I was about to say that. I was looking at some pictures, and his arms nearly go down to his knees. Those guns certainly are an optical illusion on their length.


----------



## JRose5 (May 4, 2003)

9 point lead, good start to the second half.


----------



## TripleDouble (Jul 26, 2002)

Comeon. That was BS.


----------



## LegoHat (Jan 14, 2004)

Excellent start, let's keep it up.


----------



## TwinkieTowers (Jul 16, 2002)

Some of the Bulls' offensive sets are similar to the Suns'.

Ben is actually get the "star" calls while Wade is getting the fouls.


----------



## Anima (Jun 3, 2003)

Wade got his 4th?

Woohoo!


----------



## greekbullsfan (Oct 26, 2003)

TwinkieTowers said:


> Some of the Bulls' offensive sets are similar to the Suns'.
> 
> Ben is actually get the "star" calls while Wade is getting the fouls.


who's bulls nash and marion?


----------



## Anima (Jun 3, 2003)

Who threw the ball over Kirk's head?


----------



## TwinkieTowers (Jul 16, 2002)

Now we're starting to see why Gordon isn't the Bulls' point guard.


----------



## TripleDouble (Jul 26, 2002)

I'm really tired of hearing what a great guy Shaq is. He tried to freekin sucker punch Brad Miller in the back of the head.


----------



## greekbullsfan (Oct 26, 2003)

if we win tonight will philly and orlando officially eliminate from playoffs?and if we win which position will have after today?


----------



## Anima (Jun 3, 2003)

TripleDouble said:


> I'm really tired of hearing what a great guy Shaq is. He tried to freekin sucker punch Brad Miller in the back of the head.


 Not to mention all the **** he talks.


----------



## Anima (Jun 3, 2003)

"I wanted to see Schenscher battle Shaq for position"
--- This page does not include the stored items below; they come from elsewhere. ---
use std::time::Duration;

use btrfs_scope::fragmentation::{compute_stats, BlockGroupRole, BlockMap, BlockMapEntry};
use btrfs_scope::path_resolver::SampleType;
use btrfs_scope::session::{open_store, SampleRecord, Session};

#[test]
fn empty_session_scenario() {
    let tmp = tempfile::tempdir().unwrap();
    let db = open_store(tmp.path()).unwrap();
    let session = Session::open(db, std::path::Path::new("/mnt/empty"), 0).unwrap();

    assert_eq!(session.get_path_stats("/").unwrap().total_samples(), 0);
    assert!(session.get_children("/").unwrap().is_empty());
    assert_eq!(session.sample_count(), 0);
}

#[test]
fn single_sample_scenario() {
    let tmp = tempfile::tempdir().unwrap();
    let db = open_store(tmp.path()).unwrap();
    let session = Session::open(db, std::path::Path::new("/mnt/single"), 1000).unwrap();

    session
        .add_sample_batch(&[SampleRecord {
            path: "/a/b/file".to_string(),
            sample_type: SampleType::Represented,
            duration: Duration::from_millis(1),
        }])
        .unwrap();

    assert_eq!(session.get_path_stats("/a/b/file").unwrap().represented().samples, 1);
    assert_eq!(session.get_path_stats("/a").unwrap().represented().samples, 1);
    assert_eq!(session.get_path_stats("/").unwrap().represented().samples, 1);
}

#[test]
fn shared_path_scenario() {
    let tmp = tempfile::tempdir().unwrap();
    let db = open_store(tmp.path()).unwrap();
    let session = Session::open(db, std::path::Path::new("/mnt/shared"), 1000).unwrap();

    session
        .add_sample_batch(&[SampleRecord {
            path: "/x/orig".to_string(),
            sample_type: SampleType::Shared,
            duration: Duration::from_micros(500),
        }])
        .unwrap();

    assert_eq!(session.get_path_stats("/x/orig").unwrap().by_type[SampleType::Shared.slot()].samples, 1);
    assert_eq!(session.sample_count(), 1);
}

#[test]
fn flush_idempotence_matches_single_final_flush() {
    let tmp1 = tempfile::tempdir().unwrap();
    let db1 = open_store(tmp1.path()).unwrap();
    let incremental = Session::open(db1, std::path::Path::new("/mnt/inc"), 1000).unwrap();

    let tmp2 = tempfile::tempdir().unwrap();
    let db2 = open_store(tmp2.path()).unwrap();
    let batched = Session::open(db2, std::path::Path::new("/mnt/inc"), 1000).unwrap();

    let batches: Vec<Vec<SampleRecord>> = (0..3)
        .map(|i| {
            vec![SampleRecord {
                path: format!("/f{}", i),
                sample_type: SampleType::Represented,
                duration: Duration::from_micros(10),
            }]
        })
        .collect();

    for batch in &batches {
        incremental.add_sample_batch(batch).unwrap();
        incremental.flush().unwrap();
    }

    for batch in &batches {
        batched.add_sample_batch(batch).unwrap();
    }
    batched.flush().unwrap();

    for i in 0..3 {
        let path = format!("/f{}", i);
        assert_eq!(
            incremental.get_path_stats(&path).unwrap().represented().samples,
            batched.get_path_stats(&path).unwrap().represented().samples
        );
    }
}

// Chunk-index sample_position mapping (logical=100,len=10 / logical=200,len=20)
// is covered by the unit tests in src/chunk_index.rs, which have access to
// its private fields to build a fixture without a live ioctl transport.

#[test]
fn block_map_scenario() {
    let map = BlockMap {
        devid: 1,
        device_total_bytes: 1000,
        entries: vec![
            BlockMapEntry::Allocated {
                offset: 0,
                length: 100,
                chunk_offset: 1,
                role: BlockGroupRole::Data,
                used_bytes: 100,
            },
            BlockMapEntry::Free {
                offset: 100,
                length: 200,
            },
            BlockMapEntry::Allocated {
                offset: 300,
                length: 100,
                chunk_offset: 2,
                role: BlockGroupRole::Data,
                used_bytes: 50,
            },
            BlockMapEntry::Free {
                offset: 400,
                length: 600,
            },
        ],
    };

    let total: u64 = map.entries.iter().map(|e| e.length()).sum();
    assert_eq!(total, 1000);

    let stats = compute_stats(&map);
    assert_eq!(stats.allocated_bytes, 200);
    assert_eq!(stats.free_bytes, 800);
}
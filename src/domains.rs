use std::fmt::{Debug, Formatter};

use bit_set::BitSet;

use crate::grid_config::{GridConfig, SlotId};
use crate::word_list::WordId;

/// The candidate words for each slot, as bit sets over `WordId`s. Domains start out holding the
/// whole word list and only ever shrink.
#[derive(Clone, PartialEq, Eq)]
pub struct Domains {
    options_by_slot: Vec<BitSet>,
}

impl Debug for Domains {
    fn fmt(&self, f: &mut Formatter<'_>) -> std::fmt::Result {
        f.debug_list()
            .entries(self.options_by_slot.iter().map(BitSet::len))
            .finish()
    }
}

/// Iterator over the options of one slot. `bit_set::Iter` under-reports its upper size bound once
/// it has loaded a block, which adapters like `Filter::count` rely on, so no hint is forwarded.
pub struct Options<'a> {
    inner: bit_set::Iter<'a, u32>,
}

impl Iterator for Options<'_> {
    type Item = WordId;

    fn next(&mut self) -> Option<WordId> {
        self.inner.next()
    }
}

impl Domains {
    /// Give every slot in the grid every word in the word list.
    pub fn new(config: &GridConfig) -> Domains {
        let word_count = config.word_list.len();

        Domains {
            options_by_slot: config
                .slot_configs
                .iter()
                .map(|_| {
                    let mut options = BitSet::with_capacity(word_count);
                    for word_id in 0..word_count {
                        let _ = options.insert(word_id);
                    }
                    options
                })
                .collect(),
        }
    }

    pub fn len(&self, slot_id: SlotId) -> usize {
        self.options_by_slot[slot_id].len()
    }

    pub fn is_empty(&self, slot_id: SlotId) -> bool {
        self.options_by_slot[slot_id].is_empty()
    }

    /// The remaining options for a slot, in ascending `WordId` order.
    pub fn options(&self, slot_id: SlotId) -> Options<'_> {
        Options {
            inner: self.options_by_slot[slot_id].iter(),
        }
    }

    /// Remove a word from a slot's domain, returning whether it was present.
    pub fn remove(&mut self, slot_id: SlotId, word_id: WordId) -> bool {
        self.options_by_slot[slot_id].remove(word_id)
    }

    /// The first slot whose domain has been wiped out, if any.
    pub fn first_empty_slot(&self) -> Option<SlotId> {
        self.options_by_slot.iter().position(BitSet::is_empty)
    }

    /// Remove every option whose length differs from its slot's length, returning how many options
    /// were removed in total. Running this again is a no-op.
    pub fn enforce_node_consistency(&mut self, config: &GridConfig) -> usize {
        let mut removed = 0;

        for slot_config in &config.slot_configs {
            let options = &mut self.options_by_slot[slot_config.id];
            let mismatched: Vec<WordId> = options
                .iter()
                .filter(|&word_id| config.word_list.get(word_id).len() != slot_config.length)
                .collect();

            for word_id in mismatched {
                let _ = options.remove(word_id);
                removed += 1;
            }
        }

        log::debug!("Node consistency removed {removed} options");

        removed
    }
}
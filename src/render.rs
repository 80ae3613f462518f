use std::fmt::Write;
use std::fs;
use std::path::Path;

use crate::backtracking_search::Assignment;
use crate::error::{CrosswordError, CrosswordResult};
use crate::grid_config::GridConfig;

/// Glyph printed for blocked cells.
pub const BLOCK_GLYPH: char = '█';

/// Side length of one cell in the SVG output, in pixels.
pub const CELL_SIZE: usize = 100;

/// Gap left around each open cell in the SVG output, in pixels.
pub const CELL_BORDER: usize = 2;

const FONT_SIZE: usize = 80;

/// Lay the assigned words out on the grid. Cells not covered by an assigned word are `None`.
pub fn letter_grid(config: &GridConfig, assignment: &Assignment) -> Vec<Vec<Option<char>>> {
    let mut letters = vec![vec![None; config.structure.width]; config.structure.height];

    for choice in assignment.choices() {
        let slot_config = &config.slot_configs[choice.slot_id];
        let word = config.word_list.get(choice.word_id);

        for (cell_idx, &glyph) in word.glyphs.iter().enumerate().take(slot_config.length) {
            let (row, col) = slot_config.cell_coord(cell_idx);
            letters[row][col] = Some(glyph);
        }
    }

    letters
}

/// Turn the given grid config and assignment into a rendered string, one line per row.
pub fn render_grid(config: &GridConfig, assignment: &Assignment) -> String {
    let letters = letter_grid(config, assignment);

    letters
        .iter()
        .enumerate()
        .map(|(row, line)| {
            line.iter()
                .enumerate()
                .map(|(col, letter)| {
                    if config.structure.is_open((row, col)) {
                        letter.unwrap_or(' ')
                    } else {
                        BLOCK_GLYPH
                    }
                })
                .collect::<String>()
        })
        .collect::<Vec<_>>()
        .join("\n")
}

fn escape_xml(glyph: char) -> String {
    match glyph {
        '&' => "&amp;".to_string(),
        '<' => "&lt;".to_string(),
        '>' => "&gt;".to_string(),
        '"' => "&quot;".to_string(),
        '\'' => "&apos;".to_string(),
        _ => glyph.to_string(),
    }
}

/// Render the assignment as an SVG image: a black board with a white square for each open cell and
/// the assigned letter centred in it.
pub fn render_svg(config: &GridConfig, assignment: &Assignment) -> String {
    let letters = letter_grid(config, assignment);
    let width = config.structure.width * CELL_SIZE;
    let height = config.structure.height * CELL_SIZE;
    let interior_size = CELL_SIZE - 2 * CELL_BORDER;

    let mut svg = String::new();

    // Writing into a String can't fail.
    let _ = writeln!(
        svg,
        r#"<svg xmlns="http://www.w3.org/2000/svg" width="{width}" height="{height}" viewBox="0 0 {width} {height}">"#
    );
    let _ = writeln!(svg, r#"  <rect width="{width}" height="{height}" fill="black"/>"#);

    for (row, line) in letters.iter().enumerate() {
        for (col, letter) in line.iter().enumerate() {
            if !config.structure.is_open((row, col)) {
                continue;
            }

            let x = col * CELL_SIZE + CELL_BORDER;
            let y = row * CELL_SIZE + CELL_BORDER;
            let _ = writeln!(
                svg,
                r#"  <rect x="{x}" y="{y}" width="{interior_size}" height="{interior_size}" fill="white"/>"#
            );

            if let Some(letter) = letter {
                let _ = writeln!(
                    svg,
                    r#"  <text x="{}" y="{}" font-family="sans-serif" font-size="{FONT_SIZE}" text-anchor="middle" dominant-baseline="central" fill="black">{}</text>"#,
                    x + interior_size / 2,
                    y + interior_size / 2,
                    escape_xml(*letter)
                );
            }
        }
    }

    svg.push_str("</svg>\n");
    svg
}

/// Write the SVG rendering of the assignment to `path`.
pub fn save_svg(
    config: &GridConfig,
    assignment: &Assignment,
    path: impl AsRef<Path>,
) -> CrosswordResult<()> {
    let path = path.as_ref();

    if path.extension().and_then(|ext| ext.to_str()) != Some("svg") {
        log::warn!("Writing SVG data to {}, which lacks an .svg extension", path.display());
    }

    fs::write(path, render_svg(config, assignment)).map_err(|err| CrosswordError::write(path, err))
}
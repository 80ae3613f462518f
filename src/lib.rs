pub mod arc_consistency;
pub mod backtracking_search;
pub mod domains;
pub mod error;
pub mod grid_config;
pub mod render;
pub mod word_list;

pub use backtracking_search::{solve, Assignment, FillFailure, FillSuccess, Statistics};
pub use error::{CrosswordError, CrosswordResult};
pub use grid_config::{generate_grid_config, GridConfig, Structure};
pub use render::{render_grid, save_svg};
pub use word_list::WordList;

/// The expected maximum length for a single slot.
pub const MAX_SLOT_LENGTH: usize = 21;
//! Muscle dynamic state — excitation and activation.

/// Activation time constant (s).
const TAU_ACTIVATION: f64 = 0.01;
/// Deactivation time constant (s).
const TAU_DEACTIVATION: f64 = 0.04;
/// Activation floor keeping the dynamics well-conditioned near zero.
const MIN_ACTIVATION: f64 = 0.01;

/// Dynamic state of one muscle: neural excitation driving activation
/// through first-order dynamics with activation-dependent time constants.
#[derive(Debug, Clone)]
pub struct MuscleState {
    /// Neural excitation (input of the activation dynamics).
    pub excitation: f64,
    /// Activation (output of the activation dynamics), canonically in [0, 1].
    pub activation: f64,
    /// Scale of raw excitation values; used when inputs are not normalized.
    pub excitation_max: f64,
}

impl MuscleState {
    /// Create a state with the given excitation and activation.
    pub fn new(excitation: f64, activation: f64) -> Self {
        Self {
            excitation,
            activation,
            excitation_max: 1.0,
        }
    }

    /// Set the raw excitation scale used by non-normalized inputs.
    pub fn with_excitation_max(mut self, excitation_max: f64) -> Self {
        self.excitation_max = excitation_max;
        self
    }

    /// Time derivative of activation under first-order dynamics.
    ///
    /// Rising excitation acts on the fast time constant scaled by
    /// (0.5 + 1.5a); falling excitation on the slow one divided by it.
    /// With `already_normalized` false, excitation is first rescaled by
    /// `excitation_max` into the canonical [0, 1] range.
    pub fn activation_dot(&self, already_normalized: bool) -> f64 {
        let e = if already_normalized {
            self.excitation
        } else {
            self.excitation / self.excitation_max
        }
        .clamp(0.0, 1.0);

        let a = self.activation.max(MIN_ACTIVATION);
        let num = e - a;
        let denom = if num > 0.0 {
            TAU_ACTIVATION * (0.5 + 1.5 * a)
        } else {
            TAU_DEACTIVATION / (0.5 + 1.5 * a)
        };
        num / denom
    }
}

impl Default for MuscleState {
    fn default() -> Self {
        Self::new(0.0, 0.0)
    }
}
LOL, I would have liked to see that also.


----------



## TwinkieTowers (Jul 16, 2002)

I like the Bulls' offensive set when someone is constantly running in circles.


----------



## Ventura (Aug 9, 2005)

tyson with 2 dimes already :banana:


----------



## TwinkieTowers (Jul 16, 2002)

That was a beautiful possession.


----------



## JRose5 (May 4, 2003)

Duhon for 3, eleven point lead.


----------



## mizenkay (Dec 29, 2003)

mr. big shot.

lol with the sound difficulties, it's like it's radio.

oh yeah. 81-70 bulls


----------



## L.O.B (Jun 13, 2002)

JRose5 said:


> Duhon for 3, eleven point lead.


set up by a series of nice passes and unselfish play. That was indeed beautiful basketball


----------



## TwinkieTowers (Jul 16, 2002)

With all those team fouls, I'm surprised the Heat aren't driving to the basket more.


----------



## truebluefan (May 27, 2002)

So far so good. I have a feeling that Miami has a run left in them. Let's hope we answer.


----------



## Anima (Jun 3, 2003)

Despite the size differences the Bulls are out rebounding the Heat by 5.


----------



## JRose5 (May 4, 2003)

truebluefan said:


> So far so good. I have a feeling that Miami has a run left in them. Let's hope we answer.


Agreed.

The good thing about this game so far is they really haven't rested the starters much more then they normally would, or so it seems, maybe I'm mistaken. Wade's been on the bench, but its due to foul trouble, not just for rest.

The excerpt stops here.